Wall Street Faces New Front for Lawsuits After Supreme Court Ruling

The U.S. Supreme Court dealt a blow to financial services firms trying to fend off allegations that they facilitate illegal short selling, affirming the rights of investors to make their case in plaintiff-friendly state courts. With the court’s ruling, plaintiffs may find that such suits have a greater chance of advancing in a state court, potentially exposing brokerages to more expensive litigation, said Sam Lieberman, a partner at Sadis & Goldberg LLP. “It’s easier to have your case thrown out for procedural reasons in federal court,” Lieberman said. “In state courts, you’re more likely to get closer to trial, and get closer to trial means you’re more likely to get closer to settling.” New Jersey and other states also have Racketeer Influenced and Corrupt Organizations Act statutes aimed at organized crime that could be applied broadly enough to cover the conduct of financial services firms, said David Zaring, a professor of legal studies and business at University of Pennsylvania’s Wharton School of Business. “New Jersey’s RICO statute might look like an easier route to a jury,” he said. In a unanimous ruling, the Supreme Court sided with investors who sued Bank of America Corp.’s Merrill Lynch and other brokerage firms. At issue was whether the plaintiffs, who alleged they lost money because of the brokers’ involvement in illegal short selling, could use New Jersey state court to sue over their losses – even if the litigation cited federal laws. The ruling forces Merrill Lynch, Bank of America’s corporate and investment banking division, and other firms to mount a defense in New Jersey state court. The plaintiffs in the case are using the state’s RICO statute as part of their complaint.
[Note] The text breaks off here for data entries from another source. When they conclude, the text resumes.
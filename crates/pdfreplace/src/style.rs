//! Typographic style of the text under a match region.

use std::collections::HashMap;

use pdfreplace_core::{BBox, Char, Color, TextRun, infer_bold_italic};

use crate::Page;

/// Font, size, colour and weight/slant of the text being replaced. Every
/// field is empty when nothing was found under the region.
#[derive(Debug, Clone, Default, PartialEq)]
pub struct TextStyle {
    pub font_name: Option<String>,
    pub font_size: Option<f64>,
    pub color: Option<Color>,
    pub bold: bool,
    pub italic: bool,
}

impl TextStyle {
    fn from_run(run: &TextRun) -> Self {
        Self {
            font_name: Some(run.font_name.clone()),
            font_size: Some(run.font_size),
            color: Some(run.color),
            bold: run.bold,
            italic: run.italic,
        }
    }

    fn from_char(ch: &Char) -> Self {
        let (name_bold, name_italic) = infer_bold_italic(&ch.fontname);
        Self {
            font_name: Some(ch.fontname.clone()),
            font_size: Some(ch.size),
            color: Some(ch.color),
            bold: name_bold || ch.flags.bold,
            italic: name_italic || ch.flags.italic,
        }
    }

    pub fn is_empty(&self) -> bool {
        self.font_name.is_none() && self.font_size.is_none() && self.color.is_none()
    }
}

/// The run overlapping `rect` with the greatest intersection area.
pub fn style_from_runs(runs: &[TextRun], rect: &BBox) -> Option<TextStyle> {
    runs.iter()
        .map(|run| (run, run.bbox.intersection_area(rect)))
        .filter(|(_, area)| *area > 0.0)
        .max_by(|a, b| a.1.total_cmp(&b.1))
        .map(|(run, _)| TextStyle::from_run(run))
}

/// Scan the chars under `rect` directly and take the font covering the
/// most glyph area.
fn style_from_chars(chars: &[Char], rect: &BBox) -> Option<TextStyle> {
    let mut by_font: HashMap<(&str, u64), (f64, &Char)> = HashMap::new();
    for ch in chars.iter().filter(|c| !c.is_blank()) {
        let (cx, cy) = (
            (ch.bbox.x0 + ch.bbox.x1) / 2.0,
            (ch.bbox.top + ch.bbox.bottom) / 2.0,
        );
        let area = ch.bbox.intersection_area(rect);
        if area <= 0.0 && !rect.contains_point(cx, cy) {
            continue;
        }
        let weight = area.max(f64::EPSILON);
        let entry = by_font
            .entry((ch.fontname.as_str(), ch.size.to_bits()))
            .or_insert((0.0, ch));
        entry.0 += weight;
    }
    by_font
        .into_values()
        .max_by(|a, b| a.0.total_cmp(&b.0))
        .map(|(_, ch)| TextStyle::from_char(ch))
}

/// Style of the text under `rect`: the best overlapping text run, else a
/// narrower scan of the chars in the rect, else an empty style.
pub fn extract_style(page: &Page, rect: &BBox) -> TextStyle {
    style_from_runs(page.text_runs(), rect)
        .or_else(|| style_from_chars(page.chars(), rect))
        .unwrap_or_default()
}
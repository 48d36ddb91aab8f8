//! Layered configuration (spec §6): environment variables read at start-up,
//! overridable by CLI flags for local runs, matching the env-var-first
//! convention this workspace's server binaries use rather than a heavier
//! configuration framework.

use std::time::Duration;

use clap::Parser;

#[derive(Debug, Parser)]
#[command(name = "graph-gateway", about = "Graph impact-analysis gateway")]
pub struct Cli {
    #[arg(long, env = "GATEWAY_BIND_ADDR")]
    pub bind_addr: Option<String>,

    #[arg(long, env = "GATEWAY_DEFAULT_ENGINE")]
    pub default_engine: Option<String>,

    #[arg(long, env = "GATEWAY_LOG_LEVEL")]
    pub log_level: Option<String>,

    #[arg(long, env = "GATEWAY_CACHE_TTL_SECS")]
    pub cache_ttl_secs: Option<u64>,

    #[arg(long, env = "GATEWAY_CACHE_MAX_ENTRIES")]
    pub cache_max_entries: Option<u64>,
}

/// Connection details for one configured Neo4j-family instance. Absent from
/// `Config` (and therefore from `/api/engines`) when its env vars aren't
/// set, per spec §6.
pub struct Neo4jConfig {
    pub url: String,
    pub user: String,
    pub password: String,
}

pub struct Config {
    pub bind_addr: String,
    pub default_engine: String,
    pub log_level: String,
    pub cache_ttl: Duration,
    pub cache_max_entries: u64,
    pub neo4j_native: Option<Neo4jConfig>,
    pub neo4j_memory: Option<Neo4jConfig>,
    pub database_url: Option<String>,
}

fn env_triplet(prefix: &str) -> Option<Neo4jConfig> {
    let url = std::env::var(format!("{prefix}_URL")).ok()?;
    let user = std::env::var(format!("{prefix}_USER")).unwrap_or_else(|_| "neo4j".to_string());
    let password = std::env::var(format!("{prefix}_PASSWORD")).unwrap_or_default();
    Some(Neo4jConfig { url, user, password })
}

impl Config {
    /// Build configuration from the environment, then apply any CLI
    /// overrides. Fails loudly (rather than falling back silently) when
    /// `default_engine` is missing — the start-up sequence must refuse to
    /// serve rather than answer every request with `EngineNotAvailable`
    /// forever (spec §9).
    pub fn load(cli: Cli) -> anyhow::Result<Self> {
        let bind_addr = cli
            .bind_addr
            .or_else(|| std::env::var("GATEWAY_BIND_ADDR").ok())
            .unwrap_or_else(|| "0.0.0.0:8080".to_string());

        let default_engine = cli
            .default_engine
            .or_else(|| std::env::var("GATEWAY_DEFAULT_ENGINE").ok())
            .ok_or_else(|| anyhow::anyhow!("GATEWAY_DEFAULT_ENGINE must be set"))?;

        let log_level = cli
            .log_level
            .or_else(|| std::env::var("GATEWAY_LOG_LEVEL").ok())
            .unwrap_or_else(|| "info".to_string());

        let cache_ttl_secs = cli
            .cache_ttl_secs
            .or_else(|| {
                std::env::var("GATEWAY_CACHE_TTL_SECS")
                    .ok()
                    .and_then(|v| v.parse().ok())
            })
            .unwrap_or(300)
            .min(result_cache::MAX_TTL_SECS);

        let cache_max_entries = cli
            .cache_max_entries
            .or_else(|| {
                std::env::var("GATEWAY_CACHE_MAX_ENTRIES")
                    .ok()
                    .and_then(|v| v.parse().ok())
            })
            .unwrap_or(512);

        Ok(Self {
            bind_addr,
            default_engine,
            log_level,
            cache_ttl: Duration::from_secs(cache_ttl_secs),
            cache_max_entries,
            neo4j_native: env_triplet("NEO4J_NATIVE"),
            neo4j_memory: env_triplet("NEO4J_MEMORY"),
            database_url: std::env::var("DATABASE_URL").ok(),
        })
    }
}
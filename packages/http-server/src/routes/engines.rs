use axum::extract::State;
use axum::routing::get;
use axum::{Json, Router};
use serde::Serialize;

use crate::state::AppState;

#[derive(Debug, Serialize)]
struct EnginesResponse {
    available: Vec<String>,
    default: String,
}

pub fn router() -> Router<AppState> {
    Router::new().route("/api/engines", get(list_engines))
}

async fn list_engines(State(state): State<AppState>) -> Json<EnginesResponse> {
    Json(EnginesResponse {
        available: state.registry.available(),
        default: state.registry.default_engine().to_string(),
    })
}
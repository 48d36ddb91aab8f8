use std::sync::Arc;

use engine_contract::EngineRegistry;
use result_cache::ResultCache;

/// Shared, cloneable application state threaded into every handler. The
/// registry is immutable after start-up; the cache is the only process-wide
/// writable state (spec §5).
#[derive(Clone)]
pub struct AppState {
    pub registry: Arc<EngineRegistry>,
    pub cache: Arc<ResultCache>,
}
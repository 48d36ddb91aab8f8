//! Per-database connection cache. `neo4rs::Graph` already pools its own Bolt
//! connections internally; this layer only exists because a single
//! `Neo4jEngine` can be asked to operate against several logical databases
//! over its lifetime and a `Graph` is bound to one at construction time.
//! Mirrors this workspace's `RwLock<HashMap<..>>` registry pattern used for
//! tracking open per-client state.

use std::collections::HashMap;
use std::sync::Arc;

use graph_domain::{GraphError, Result};
use neo4rs::{ConfigBuilder, Graph};
use tokio::sync::RwLock;

use crate::error::map_driver_error;

pub struct ConnectionCache {
    uri: String,
    user: String,
    password: String,
    default_database: String,
    connections: RwLock<HashMap<String, Arc<Graph>>>,
}

impl ConnectionCache {
    pub fn new(uri: String, user: String, password: String, default_database: String) -> Self {
        Self {
            uri,
            user,
            password,
            default_database,
            connections: RwLock::new(HashMap::new()),
        }
    }

    pub fn default_database(&self) -> &str {
        &self.default_database
    }

    /// Resolve `requested` to a live connection, lazily opening and caching
    /// one Bolt session pool per distinct database name.
    pub async fn get(&self, requested: Option<&str>) -> Result<Arc<Graph>> {
        let database = requested.unwrap_or(&self.default_database).to_string();

        if let Some(graph) = self.connections.read().await.get(&database) {
            return Ok(graph.clone());
        }

        let mut guard = self.connections.write().await;
        if let Some(graph) = guard.get(&database) {
            return Ok(graph.clone());
        }

        let config = ConfigBuilder::default()
            .uri(&self.uri)
            .user(&self.user)
            .password(&self.password)
            .db(database.as_str())
            .build()
            .map_err(|e| GraphError::internal(map_driver_error(e)))?;

        let graph = Graph::connect(config)
            .await
            .map_err(map_driver_error)?;
        let graph = Arc::new(graph);
        guard.insert(database, graph.clone());
        Ok(graph)
    }
}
While concerned with so-called naked short selling, the ruling could potentially be applied in other securities matters, said Gary Aguirre, a former SEC enforcement attorney with Aguirre Law APC in San Diego. Plaintiffs may get a fuller airing in such cases in state courts than they would in federal venues, other attorneys said. While that regulation makes it illegal to use naked short sales to manipulate a security, cases against the practice haven’t fared well in federal court, attorneys said. That’s in part because the Supreme Court has required plaintiffs in federal court to cite specific statutes that they believe have been violated, Wharton’s Zaring said..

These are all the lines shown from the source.